══ Data to use

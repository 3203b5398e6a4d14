use super::coding::{get_length_prefixed, get_varint64, put_length_prefixed, put_varint64};
use super::*;

// -------------------- Helpers --------------------

fn key(user_key: &[u8], seq: u64) -> InternalKey {
    InternalKey::new(user_key, seq, ValueType::Value)
}

fn roundtrip(edit: &VersionEdit) -> VersionEdit {
    VersionEdit::decode_from(&edit.encode()).unwrap()
}

// -------------------- Varint coding --------------------

#[test]
fn varint_roundtrip_edges() {
    let values = [0u64, 1, 127, 128, 255, 16383, 16384, 1 << 32, u64::MAX];
    for &v in &values {
        let mut buf = Vec::new();
        put_varint64(&mut buf, v);
        let mut input = buf.as_slice();
        assert_eq!(get_varint64(&mut input), Some(v));
        assert!(input.is_empty());
    }
}

#[test]
fn varint_truncated_is_none() {
    let mut buf = Vec::new();
    put_varint64(&mut buf, 300);
    let mut input = &buf[..1]; // continuation bit set, second byte missing
    assert_eq!(get_varint64(&mut input), None);

    let mut empty: &[u8] = &[];
    assert_eq!(get_varint64(&mut empty), None);
}

#[test]
fn varint_overflow_is_none() {
    // Eleven continuation bytes: wider than any u64.
    let buf = [0xffu8; 11];
    let mut input = buf.as_slice();
    assert_eq!(get_varint64(&mut input), None);
}

#[test]
fn length_prefixed_roundtrip_and_truncation() {
    let mut buf = Vec::new();
    put_length_prefixed(&mut buf, b"hello");
    put_length_prefixed(&mut buf, b"");

    let mut input = buf.as_slice();
    assert_eq!(get_length_prefixed(&mut input), Some(&b"hello"[..]));
    assert_eq!(get_length_prefixed(&mut input), Some(&b""[..]));
    assert!(input.is_empty());

    // Declared length longer than the remaining input.
    let mut short = &buf[..3];
    assert_eq!(get_length_prefixed(&mut short), None);
}

// -------------------- Internal keys --------------------

#[test]
fn internal_key_roundtrip() {
    for k in [
        key(b"", 0),
        key(b"user-key", 42),
        InternalKey::new(b"tomb".to_vec(), 7, ValueType::Deletion),
        key(b"max", InternalKey::MAX_SEQUENCE),
    ] {
        assert_eq!(InternalKey::decode(&k.encode()), Some(k));
    }
}

#[test]
fn internal_key_trailer_layout() {
    let k = InternalKey::new(b"ab", 0x0102, ValueType::Value);
    let encoded = k.encode();
    assert_eq!(&encoded[..2], b"ab");
    // (seq << 8) | type, little-endian.
    assert_eq!(&encoded[2..], &((0x0102u64 << 8) | 1).to_le_bytes());
}

#[test]
fn internal_key_decode_rejects_garbage() {
    assert_eq!(InternalKey::decode(b"short"), None);
    // 8-byte trailer with an unknown type byte.
    let mut encoded = key(b"k", 5).encode();
    let trailer_start = encoded.len() - 8;
    encoded[trailer_start] = 0x77;
    assert_eq!(InternalKey::decode(&encoded), None);
}

#[test]
fn internal_key_ordering() {
    // User key ascending dominates.
    assert!(key(b"a", 1) < key(b"b", 100));
    // Same user key: higher sequence sorts first (newest first).
    assert!(key(b"a", 100) < key(b"a", 1));
    // Same user key and sequence: Value (1) sorts before Deletion (0).
    assert!(
        InternalKey::new(b"a".to_vec(), 5, ValueType::Value)
            < InternalKey::new(b"a".to_vec(), 5, ValueType::Deletion)
    );
}

// -------------------- VersionEdit round trips --------------------

#[test]
fn empty_edit_encodes_to_nothing() {
    let edit = VersionEdit::new();
    assert!(edit.encode().is_empty());
    assert!(roundtrip(&edit).is_empty());
}

#[test]
fn full_edit_roundtrip() {
    let mut edit = VersionEdit::new();
    edit.set_comparator_name("bytewise");
    edit.set_log_number(10);
    edit.set_prev_log_number(9);
    edit.set_next_file_number(100);
    edit.set_last_sequence(5000);
    edit.set_compact_pointer(1, key(b"cursor", 50));
    edit.remove_file(0, 1);
    edit.remove_file(0, 2);
    edit.add_file(0, 3, 2048, key(b"a", 1), key(b"m", 90));
    edit.add_file(1, 4, 4096, key(b"n", 10), key(b"z", 200));

    // Field-for-field equality, including presence flags.
    assert_eq!(roundtrip(&edit), edit);
}

#[test]
fn partial_edits_keep_unset_fields_unset() {
    // Every subset of scalar fields must round-trip without inventing
    // values for the absent ones.
    for mask in 0u32..32 {
        let mut edit = VersionEdit::new();
        if mask & 1 != 0 {
            edit.set_comparator_name("cmp");
        }
        if mask & 2 != 0 {
            edit.set_log_number(7);
        }
        if mask & 4 != 0 {
            edit.set_prev_log_number(6);
        }
        if mask & 8 != 0 {
            edit.set_next_file_number(8);
        }
        if mask & 16 != 0 {
            edit.set_last_sequence(9);
        }
        let decoded = roundtrip(&edit);
        assert_eq!(decoded, edit, "mask {:#b}", mask);
        assert_eq!(decoded.log_number.is_some(), mask & 2 != 0);
        assert_eq!(decoded.last_sequence.is_some(), mask & 16 != 0);
    }
}

#[test]
fn deleted_files_collapse_duplicates() {
    let mut edit = VersionEdit::new();
    edit.remove_file(2, 17);
    edit.remove_file(2, 17);
    assert_eq!(edit.deleted_files.len(), 1);

    // Duplicates on the wire collapse too.
    let mut doubled = edit.encode();
    doubled.extend_from_slice(&edit.encode());
    let decoded = VersionEdit::decode_from(&doubled).unwrap();
    assert_eq!(decoded.deleted_files.len(), 1);
    assert!(decoded.deleted_files.contains(&(2, 17)));
}

#[test]
fn compact_pointers_preserve_insertion_order() {
    // Two cursors for the same level: both survive decode, in append
    // order. Folding last-wins is the consumer's policy, not the codec's.
    let mut edit = VersionEdit::new();
    edit.set_compact_pointer(3, key(b"older", 1));
    edit.set_compact_pointer(3, key(b"newer", 2));

    let decoded = roundtrip(&edit);
    assert_eq!(decoded.compact_pointers.len(), 2);
    assert_eq!(decoded.compact_pointers[0].1.user_key(), b"older");
    assert_eq!(decoded.compact_pointers[1].1.user_key(), b"newer");
}

#[test]
fn new_files_preserve_order_and_metadata() {
    let mut edit = VersionEdit::new();
    edit.add_file(0, 11, 100, key(b"a", 1), key(b"c", 3));
    edit.add_file(0, 12, 200, key(b"d", 4), key(b"f", 6));

    let decoded = roundtrip(&edit);
    assert_eq!(decoded.new_files.len(), 2);
    assert_eq!(decoded.new_files[0].1.number, 11);
    assert_eq!(decoded.new_files[1].1.number, 12);
    assert_eq!(decoded.new_files[1].1.smallest.user_key(), b"d");
}

#[test]
fn clear_resets_everything() {
    let mut edit = VersionEdit::new();
    edit.set_log_number(1);
    edit.add_file(0, 2, 3, key(b"a", 1), key(b"b", 2));
    edit.clear();
    assert!(edit.is_empty());
}

// -------------------- FileMetaData --------------------

#[test]
fn file_metadata_runtime_fields_default_and_compare_equal() {
    let f = FileMetaData::new(5, 1024, key(b"a", 1), key(b"z", 9));
    assert_eq!(f.refs, 0);
    assert_eq!(f.allowed_seeks, 1 << 30);

    // Runtime bookkeeping does not affect equality.
    let mut g = f.clone();
    g.refs = 3;
    g.allowed_seeks = 12;
    assert_eq!(f, g);
}

// -------------------- Corruption --------------------

#[test]
fn unknown_tag_is_corruption() {
    // Tag 8 is retired and must be rejected.
    let mut buf = Vec::new();
    put_varint64(&mut buf, 8);
    let err = VersionEdit::decode_from(&buf).unwrap_err();
    assert!(err.to_string().contains("unknown tag 8"));

    let mut buf = Vec::new();
    put_varint64(&mut buf, 200);
    assert!(VersionEdit::decode_from(&buf).is_err());
}

#[test]
fn truncated_input_is_corruption_never_panic() {
    let mut edit = VersionEdit::new();
    edit.set_comparator_name("bytewise");
    edit.set_log_number(10_000); // multi-byte varint
    edit.set_compact_pointer(1, key(b"cursor", 50));
    edit.add_file(2, 3, 4096, key(b"a", 1), key(b"z", 2));
    let encoded = edit.encode();

    // Whatever prefix we cut, decode must return cleanly. Most prefixes
    // are corrupt; prefixes ending exactly on a field boundary are fine.
    for cut in 0..encoded.len() {
        let _ = VersionEdit::decode_from(&encoded[..cut]);
    }

    // A cut inside the comparator string is definitely corrupt.
    let err = VersionEdit::decode_from(&encoded[..3]).unwrap_err();
    assert!(err.to_string().contains("comparator name"));
}

#[test]
fn bad_level_is_corruption() {
    let mut buf = Vec::new();
    put_varint64(&mut buf, 6); // DeletedFile tag
    put_varint64(&mut buf, u64::from(NUM_LEVELS)); // first invalid level
    put_varint64(&mut buf, 1);
    let err = VersionEdit::decode_from(&buf).unwrap_err();
    assert!(err.to_string().contains("deleted file"));
}

#[test]
fn malformed_internal_key_is_corruption() {
    let mut buf = Vec::new();
    put_varint64(&mut buf, 5); // CompactPointer tag
    put_varint64(&mut buf, 0);
    put_length_prefixed(&mut buf, b"tiny"); // shorter than the 8-byte trailer
    let err = VersionEdit::decode_from(&buf).unwrap_err();
    assert!(err.to_string().contains("compaction pointer"));
}

#[test]
fn invalid_utf8_comparator_is_corruption() {
    let mut buf = Vec::new();
    put_varint64(&mut buf, 1); // Comparator tag
    put_length_prefixed(&mut buf, &[0xff, 0xfe]);
    let err = VersionEdit::decode_from(&buf).unwrap_err();
    assert!(err.to_string().contains("comparator name"));
}

#[test]
fn display_names_the_set_fields() {
    let mut edit = VersionEdit::new();
    edit.set_log_number(12);
    edit.add_file(1, 9, 512, key(b"a", 1), key(b"b", 2));
    let text = edit.to_string();
    assert!(text.contains("LogNumber: 12"));
    assert!(text.contains("AddFile: 1 9 512"));
}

════

Task item
Would you retype the lines above from the one with "assert_eq!(f, g);" down to the one with "for cut in 0..encoded.len()", word for word, both ends included and no other lines?

Exercise response
    assert_eq!(f, g);
}

// -------------------- Corruption --------------------

#[test]
fn unknown_tag_is_corruption() {
    // Tag 8 is retired and must be rejected.
    let mut buf = Vec::new();
    put_varint64(&mut buf, 8);
    let err = VersionEdit::decode_from(&buf).unwrap_err();
    assert!(err.to_string().contains("unknown tag 8"));

    let mut buf = Vec::new();
    put_varint64(&mut buf, 200);
    assert!(VersionEdit::decode_from(&buf).is_err());
}

#[test]
fn truncated_input_is_corruption_never_panic() {
    let mut edit = VersionEdit::new();
    edit.set_comparator_name("bytewise");
    edit.set_log_number(10_000); // multi-byte varint
    edit.set_compact_pointer(1, key(b"cursor", 50));
    edit.add_file(2, 3, 4096, key(b"a", 1), key(b"z", 2));
    let encoded = edit.encode();

    // Whatever prefix we cut, decode must return cleanly. Most prefixes
    // are corrupt; prefixes ending exactly on a field boundary are fine.
    for cut in 0..encoded.len() {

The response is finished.